Abstract
Background:
Boosting the performance of chimeric antigen receptor T (CAR-T) cell therapy in solid tumors may provide a substantial advantage for patients with cancer. Recognizing the vital role of the nuclear factor of activated T cells (NFAT) in T cell function, we hypothesized the strategic regulation of NFAT activity by targeting c-Jun N-terminal kinases (JNK) can bolster the tumor-eradicating potential of CAR-T cells.
Methods:
We developed a lentivirally encoded short-hairpin RNA for stable knockdown of JNK in CAR-T cells. CAR-T cells targeting human epidermal growth factor receptor 2 were produced from human peripheral blood.

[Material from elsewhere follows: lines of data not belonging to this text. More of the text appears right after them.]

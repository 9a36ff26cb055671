//! Configuration loading using Figment
//!
//! Configuration is loaded from:
//! 1. `config/seifert_xray.toml` (or an explicit path)
//! 2. Environment variables prefixed with `SEIFERT_`, nested keys separated by `__`
//!
//! ```text
//! SEIFERT_INSTRUMENT__HOST=10.0.0.7
//! SEIFERT_INSTRUMENT__TIMEOUT_MS=2000
//! SEIFERT_LOGGING__LEVEL=debug
//! ```
//!
//! Every key has a default, so a missing file yields a configuration for a
//! generator on `localhost:10001`.

use crate::protocol::codec::DEFAULT_REPLY_WIDTH;
use crate::protocol::UnitScale;
use figment::{
    providers::{Env, Format, Toml},
    Figment,
};
use serde::{Deserialize, Serialize};
use std::path::Path;
use std::time::Duration;
use thiserror::Error;

pub const DEFAULT_CONFIG_PATH: &str = "config/seifert_xray.toml";

#[derive(Debug, Error)]
pub enum ConfigError {
    #[error("Configuration load error: {0}")]
    LoadError(#[from] figment::Error),
    #[error("Configuration validation error: {0}")]
    ValidationError(String),
}

#[derive(Debug, Clone, Default, PartialEq, Serialize, Deserialize)]
pub struct XrayConfig {
    #[serde(default)]
    pub instrument: InstrumentConfig,
    #[serde(default)]
    pub units: UnitSettings,
    #[serde(default)]
    pub faults: FaultSettings,
    #[serde(default)]
    pub logging: LoggingConfig,
}

/// Connection and protocol settings of one generator.
#[derive(Debug, Clone, PartialEq, Serialize, Deserialize)]
pub struct InstrumentConfig {
    #[serde(default = "default_id")]
    pub id: String,
    #[serde(default = "default_host")]
    pub host: String,
    #[serde(default = "default_port")]
    pub port: u16,
    /// Reply timeout per exchange.
    #[serde(default = "default_timeout_ms")]
    pub timeout_ms: u64,
    #[serde(default = "default_connect_timeout_ms")]
    pub connect_timeout_ms: u64,
    #[serde(default = "default_terminator")]
    pub terminator: String,
    /// Digits in a numeric reply.
    #[serde(default = "default_reply_width")]
    pub reply_width: usize,
    /// Follow the high-voltage bit of status word 1 on every poll.
    #[serde(default = "default_true")]
    pub auto_follow: bool,
}

impl Default for InstrumentConfig {
    fn default() -> Self {
        Self {
            id: default_id(),
            host: default_host(),
            port: default_port(),
            timeout_ms: default_timeout_ms(),
            connect_timeout_ms: default_connect_timeout_ms(),
            terminator: default_terminator(),
            reply_width: default_reply_width(),
            auto_follow: default_true(),
        }
    }
}

impl InstrumentConfig {
    pub fn timeout(&self) -> Duration {
        Duration::from_millis(self.timeout_ms)
    }

    pub fn connect_timeout(&self) -> Duration {
        Duration::from_millis(self.connect_timeout_ms)
    }
}

/// Wire units per display unit. Firmware revisions differ on whether the
/// current is reported in µA or already in mA.
#[derive(Debug, Clone, Copy, PartialEq, Eq, Serialize, Deserialize)]
pub struct UnitSettings {
    #[serde(default)]
    pub current_wire_per_display: UnitScale,
    #[serde(default)]
    pub voltage_wire_per_display: UnitScale,
}

impl Default for UnitSettings {
    fn default() -> Self {
        Self {
            current_wire_per_display: UnitScale::MILLI,
            voltage_wire_per_display: UnitScale::MILLI,
        }
    }
}

#[derive(Debug, Clone, PartialEq, Eq, Serialize, Deserialize)]
pub struct FaultSettings {
    /// Nonzero `SR:12` codes that do not put the instrument in Error.
    #[serde(default = "default_non_fault_codes")]
    pub non_fault_codes: Vec<i32>,
}

impl Default for FaultSettings {
    fn default() -> Self {
        Self {
            non_fault_codes: default_non_fault_codes(),
        }
    }
}

#[derive(Debug, Clone, PartialEq, Eq, Serialize, Deserialize)]
pub struct LoggingConfig {
    /// trace, debug, info, warn or error. `RUST_LOG` takes precedence.
    #[serde(default = "default_log_level")]
    pub level: String,
    #[serde(default)]
    pub json: bool,
}

impl Default for LoggingConfig {
    fn default() -> Self {
        Self {
            level: default_log_level(),
            json: false,
        }
    }
}

fn default_id() -> String {
    "xray".to_string()
}

fn default_host() -> String {
    "localhost".to_string()
}

fn default_port() -> u16 {
    10001
}

fn default_timeout_ms() -> u64 {
    1000
}

fn default_connect_timeout_ms() -> u64 {
    3000
}

fn default_terminator() -> String {
    "\n".to_string()
}

fn default_reply_width() -> usize {
    DEFAULT_REPLY_WIDTH
}

fn default_true() -> bool {
    true
}

fn default_non_fault_codes() -> Vec<i32> {
    vec![76]
}

fn default_log_level() -> String {
    "info".to_string()
}

impl XrayConfig {
    /// Load from [`DEFAULT_CONFIG_PATH`] and the environment, then validate.
    pub fn load() -> Result<Self, ConfigError> {
        Self::load_from(DEFAULT_CONFIG_PATH)
    }

    pub fn load_from<P: AsRef<Path>>(path: P) -> Result<Self, ConfigError> {
        let config: Self = Figment::new()
            .merge(Toml::file(path.as_ref()))
            .merge(Env::prefixed("SEIFERT_").split("__"))
            .extract()
            .map_err(ConfigError::LoadError)?;

        config.validate()?;
        Ok(config)
    }

    pub fn validate(&self) -> Result<(), ConfigError> {
        let instrument = &self.instrument;
        if instrument.host.trim().is_empty() {
            return Err(ConfigError::ValidationError(
                "instrument.host cannot be empty".to_string(),
            ));
        }
        if instrument.port == 0 {
            return Err(ConfigError::ValidationError(
                "instrument.port must be nonzero".to_string(),
            ));
        }
        if instrument.timeout_ms == 0 || instrument.connect_timeout_ms == 0 {
            return Err(ConfigError::ValidationError(
                "instrument timeouts must be greater than 0 ms".to_string(),
            ));
        }
        if instrument.terminator.is_empty() {
            return Err(ConfigError::ValidationError(
                "instrument.terminator cannot be empty".to_string(),
            ));
        }
        // Ten digits already exceed i32 for large values; more can never parse.
        if !(1..=10).contains(&instrument.reply_width) {
            return Err(ConfigError::ValidationError(format!(
                "Invalid instrument.reply_width {}. Must be 1-10",
                instrument.reply_width
            )));
        }

        for (name, scale) in [
            ("current_wire_per_display", self.units.current_wire_per_display),
            ("voltage_wire_per_display", self.units.voltage_wire_per_display),
        ] {
            if scale.0 <= 0 {
                return Err(ConfigError::ValidationError(format!(
                    "units.{} must be positive, got {}",
                    name, scale.0
                )));
            }
        }

        if self.faults.non_fault_codes.contains(&0) {
            return Err(ConfigError::ValidationError(
                "faults.non_fault_codes must not contain 0".to_string(),
            ));
        }

        let valid_levels = ["trace", "debug", "info", "warn", "error"];
        if !valid_levels.contains(&self.logging.level.as_str()) {
            return Err(ConfigError::ValidationError(format!(
                "Invalid log level '{}'. Must be one of: {}",
                self.logging.level,
                valid_levels.join(", ")
            )));
        }

        Ok(())
    }
}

Functionality was tested in vitro and in two xenograft models of human ovarian cancer.
Results:
JNK knockdown in CAR-T cells suppressed antigen-induced stimulation and helper T cell cytokine production, while enhancing antitumor cytotoxicity in vitro and in ovarian cancer xenograft experiments. Mechanistically, JNK knockdown altered NFAT signaling to facilitate NFATc1-dependent transcription, leading to elevated levels of granzyme B expression.
Conclusions:
JNK signaling is a significant regulator of CAR-T cell cytotoxicity, offering a potential strategy to directly enhance CAR-T effectiveness in human cancer therapies.